- Top lender Commonwealth Bank of Australia lost up to 1.3%, weighing on the benchmark.
Australian shares rose on Tuesday to their highest in nearly a year, driven by BHP Group after the miner posted strong profit and declared a record interim dividend, while a surge in commodity prices further lifted mining and energy stocks.
The S&P/ASX 200 index was up 0.3% at 6,888.3 by 2330 GMT. It rose up to 0.7% earlier in the session to hit 6,913.70, its highest since Feb. 25, 2020.
Miners were the biggest boosts to the benchmark, jumping 1.7% to their highest since Jan. 27.
BHP Group rose 2.5% on reporting its best first-half profit in seven years and declaring a record interim dividend. It also said it expects strong Chinese demand to continue in 2021.
"The stronger report (from BHP) against a backdrop of growth positive moves overnight should see a constructive start to Asia Pacific trading today," said Michael McCarthy, chief market strategist at CMC Markets and Stockbroking.
Rio Tinto and Fortescue Metals Group, which are scheduled to release their results later in the week, advanced as much as 3.8% and 1.7%, respectively.
Miners were also helped by strong copper prices, which jumped to their highest since 2012 on Monday.

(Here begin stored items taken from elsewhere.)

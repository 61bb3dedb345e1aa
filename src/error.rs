use std::io;
use thiserror::Error;

pub type Result<T> = std::result::Result<T, ProbeError>;

/// Every way a probe run can end early. All of them are terminal for the binary.
#[derive(Error, Debug)]
pub enum ProbeError {
    #[error("one or more required fields are missing: {}", .0.join(", "))]
    MissingFields(Vec<&'static str>),

    #[error("error creating x509 keypair from client cert file {cert_path} and client key file {key_path}: {source}")]
    CredentialLoad {
        cert_path: String,
        key_path: String,
        source: KeyPairError,
    },

    #[error("error opening CA file {path}: {source}")]
    CaTrustLoad { path: String, source: io::Error },

    #[error("unable to create http request for {target}: {source}")]
    InvalidRequest {
        target: String,
        source: url::ParseError,
    },

    #[error("url error received on http request: {0}")]
    Transport(#[source] reqwest::Error),

    #[error("unexpected error received: {0}")]
    Unexpected(#[source] reqwest::Error),

    #[error("unexpected error reading response body: {0}")]
    BodyRead(#[source] reqwest::Error),
}

/// Why a certificate/key pair could not become a client identity.
#[derive(Error, Debug)]
pub enum KeyPairError {
    #[error("cannot read {path}: {source}")]
    Io { path: String, source: io::Error },

    #[error("malformed PEM in {path}: {source}")]
    Pem { path: String, source: io::Error },

    #[error("no certificate found in {0}")]
    NoCertificate(String),

    #[error("no private key found in {0}")]
    NoPrivateKey(String),

    #[error("{0}")]
    Rejected(#[from] rustls::Error),
}

impl ProbeError {
    pub(crate) fn credential(cert_path: &str, key_path: &str, source: KeyPairError) -> Self {
        Self::CredentialLoad {
            cert_path: cert_path.to_string(),
            key_path: key_path.to_string(),
            source,
        }
    }

    /// Errors that carry the request URL come from the transport; the rest are unexpected.
    pub(crate) fn from_send(e: reqwest::Error) -> Self {
        if e.url().is_some() {
            Self::Transport(e)
        } else {
            Self::Unexpected(e)
        }
    }
}
//! Metrics middleware for API routes.

use axum::{body::Body, http::Request, middleware::Next, response::Response};
use std::time::Instant;

use crate::metrics::{
    normalize_path, HTTP_REQUESTS_IN_FLIGHT, HTTP_REQUESTS_TOTAL, HTTP_REQUEST_DURATION,
};

/// Metrics middleware that tracks HTTP request duration and counts.
///
/// This middleware records:
/// - Request duration (histogram)
/// - Request count (counter)
/// - Requests in flight (gauge)
pub async fn metrics_middleware(request: Request<Body>, next: Next) -> Response {
    let start = Instant::now();
    let method = request.method().to_string();
    let path = normalize_path(request.uri().path());

    HTTP_REQUESTS_IN_FLIGHT.inc();

    let response = next.run(request).await;

    HTTP_REQUESTS_IN_FLIGHT.dec();

    let duration = start.elapsed().as_secs_f64();
    let status = response.status().as_u16().to_string();

    HTTP_REQUEST_DURATION
        .with_label_values(&[&method, &path, &status])
        .observe(duration);
    HTTP_REQUESTS_TOTAL
        .with_label_values(&[&method, &path, &status])
        .inc();

    response
}
//! Non-encode pipeline stages: collaborator interfaces, the executor that
//! wraps them, and filesystem implementations.

mod builtin;
mod config;
mod executor;
mod traits;
mod types;

pub use builtin::{FileNameIdentifier, FsOrganizer, LocalFileAcquirer, PassthroughExtractor};
pub use config::{LibraryConfig, StageTimeouts, StagesConfig};
pub use executor::StageExecutor;
pub use traits::{AcquireService, ExtractService, IdentifyService, OrganizeService, StageServices};
pub use types::{MediaRef, StageInput, StageOutcome, StagePayload};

Financials gained 1.1%, with three of the "Big Four" banks trading in positive territory.
Shares of the country's second-biggest lender, National Australia Bank, were up 2.3% after the bank posted a pickup in first-quarter profit from the previous two quarters, and pointed to encouraging signs on the economy.
Top lender Commonwealth Bank of Australia lost up to 1.3%, weighing on the benchmark.
Among other gainers, energy stocks climbed as much as 1.6%, pushed by an overnight jump in oil prices as COVID-19 vaccine rollouts promised to revive demand.
In New Zealand, the benchmark S&P/NZX 50 index bounced back, rising as much as 0.8% to 12,608.27.